[Working data]

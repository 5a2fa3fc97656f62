//! Error types for the simscore core.
//!
//! Uses `thiserror` for public API error types with structured variants
//! covering scoring, configuration, dataset loading, and run storage.

use std::path::PathBuf;

use crate::registry::MetricError;

/// Top-level error type for the simscore core library.
#[derive(Debug, thiserror::Error)]
pub enum SimscoreError {
    #[error("Evaluation error: {0}")]
    Eval(#[from] EvalError),

    #[error("Configuration error: {0}")]
    Config(#[from] ConfigError),

    #[error("Dataset error: {0}")]
    Dataset(#[from] DatasetError),

    #[error("Store error: {0}")]
    Store(#[from] StoreError),

    #[error("IO error: {0}")]
    Io(#[from] std::io::Error),

    #[error("Serialization error: {0}")]
    Serialization(#[from] serde_json::Error),
}

/// Errors raised by the scoring engine and the tag aggregator.
#[derive(Debug, thiserror::Error)]
pub enum EvalError {
    #[error("Unknown metric: {name}")]
    UnknownMetric { name: String },

    #[error("Metric '{metric}' failed on record '{record_id}' (variant '{variant}'): {source}")]
    MetricComputation {
        metric: String,
        record_id: String,
        variant: String,
        #[source]
        source: MetricError,
    },

    #[error("Unknown column: {column}")]
    UnknownColumn { column: String },

    #[error("Invalid weight for metric '{name}': {value}")]
    InvalidWeight { name: String, value: f64 },

    #[error("Invalid record '{id}': {reason}")]
    InvalidRecord { id: String, reason: String },
}

/// Errors from the configuration system.
#[derive(Debug, thiserror::Error)]
pub enum ConfigError {
    #[error("Invalid configuration: {message}")]
    Invalid { message: String },

    #[error("Configuration parse error: {message}")]
    ParseError { message: String },
}

/// Errors from dataset loading.
#[derive(Debug, thiserror::Error)]
pub enum DatasetError {
    #[error("Dataset file not found: {path}")]
    FileNotFound { path: PathBuf },

    #[error("Unsupported dataset format: {path} (expected .jsonl, .json or .csv)")]
    UnsupportedFormat { path: PathBuf },

    #[error("Parse error in {path} at line {line}: {message}")]
    Parse {
        path: PathBuf,
        line: usize,
        message: String,
    },

    #[error("IO error reading {path}: {source}")]
    Io {
        path: PathBuf,
        #[source]
        source: std::io::Error,
    },
}

/// Errors from the run recorder.
#[derive(Debug, thiserror::Error)]
pub enum StoreError {
    #[error("Run not found: {run_id}")]
    RunNotFound { run_id: String },

    #[error("Storage backend error: {message}")]
    Backend { message: String },

    #[error("Invalid stored value: {message}")]
    Corrupt { message: String },
}

impl From<rusqlite::Error> for StoreError {
    fn from(err: rusqlite::Error) -> Self {
        StoreError::Backend {
            message: err.to_string(),
        }
    }
}

/// A type alias for results using the top-level `SimscoreError`.
pub type Result<T> = std::result::Result<T, SimscoreError>;
//! Bag-of-words F1 between a candidate and its best-matching reference.

use simscore_core::{Metric, MetricError};
use std::collections::HashMap;

use crate::tokenize::normalized_words;

#[derive(Debug, Clone, Copy, Default)]
pub struct TokenF1;

impl Metric for TokenF1 {
    fn score(&self, candidate: &str, references: &[String]) -> Result<f64, MetricError> {
        let cand = normalized_words(candidate);
        Ok(references
            .iter()
            .map(|r| f1(&cand, &normalized_words(r)))
            .fold(0.0, f64::max))
    }
}

/// F1 over token multisets. Two empty token lists match perfectly.
pub fn f1(candidate: &[String], reference: &[String]) -> f64 {
    if candidate.is_empty() || reference.is_empty() {
        return if candidate.is_empty() && reference.is_empty() {
            1.0
        } else {
            0.0
        };
    }

    let mut counts: HashMap<&str, usize> = HashMap::new();
    for token in reference {
        *counts.entry(token.as_str()).or_default() += 1;
    }
    let mut common = 0usize;
    for token in candidate {
        if let Some(n) = counts.get_mut(token.as_str()) {
            if *n > 0 {
                *n -= 1;
                common += 1;
            }
        }
    }
    if common == 0 {
        return 0.0;
    }

    let precision = common as f64 / candidate.len() as f64;
    let recall = common as f64 / reference.len() as f64;
    2.0 * precision * recall / (precision + recall)
}

#[cfg(test)]
mod tests {
    use super::*;

    fn refs(items: &[&str]) -> Vec<String> {
        items.iter().map(|s| s.to_string()).collect()
    }

    #[test]
    fn test_partial_overlap() {
        // common = {the, cat}: p = 2/3, r = 2/4
        let score = TokenF1
            .score("the cat ran", &refs(&["The cat sat down"]))
            .unwrap();
        let expected = 2.0 * (2.0 / 3.0) * 0.5 / (2.0 / 3.0 + 0.5);
        assert!((score - expected).abs() < 1e-12);
    }

    #[test]
    fn test_best_reference_wins() {
        let score = TokenF1
            .score("red apple", &refs(&["green pear", "red apple"]))
            .unwrap();
        assert_eq!(score, 1.0);
    }

    #[test]
    fn test_repeated_tokens_are_clipped() {
        // candidate "a a a" vs reference "a b": common = 1
        let score = TokenF1.score("a a a", &refs(&["a b"])).unwrap();
        let (p, r) = (1.0 / 3.0, 0.5);
        assert!((score - 2.0 * p * r / (p + r)).abs() < 1e-12);
    }

    #[test]
    fn test_empty_texts() {
        assert_eq!(TokenF1.score("", &refs(&[""])).unwrap(), 1.0);
        assert_eq!(TokenF1.score("word", &refs(&["..."])).unwrap(), 0.0);
        assert_eq!(TokenF1.score("word", &[]).unwrap(), 0.0);
    }
}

[/Working data]

**The problem:** Give the count of lines in the records that contain "name", and no other text.

**Answer:** 4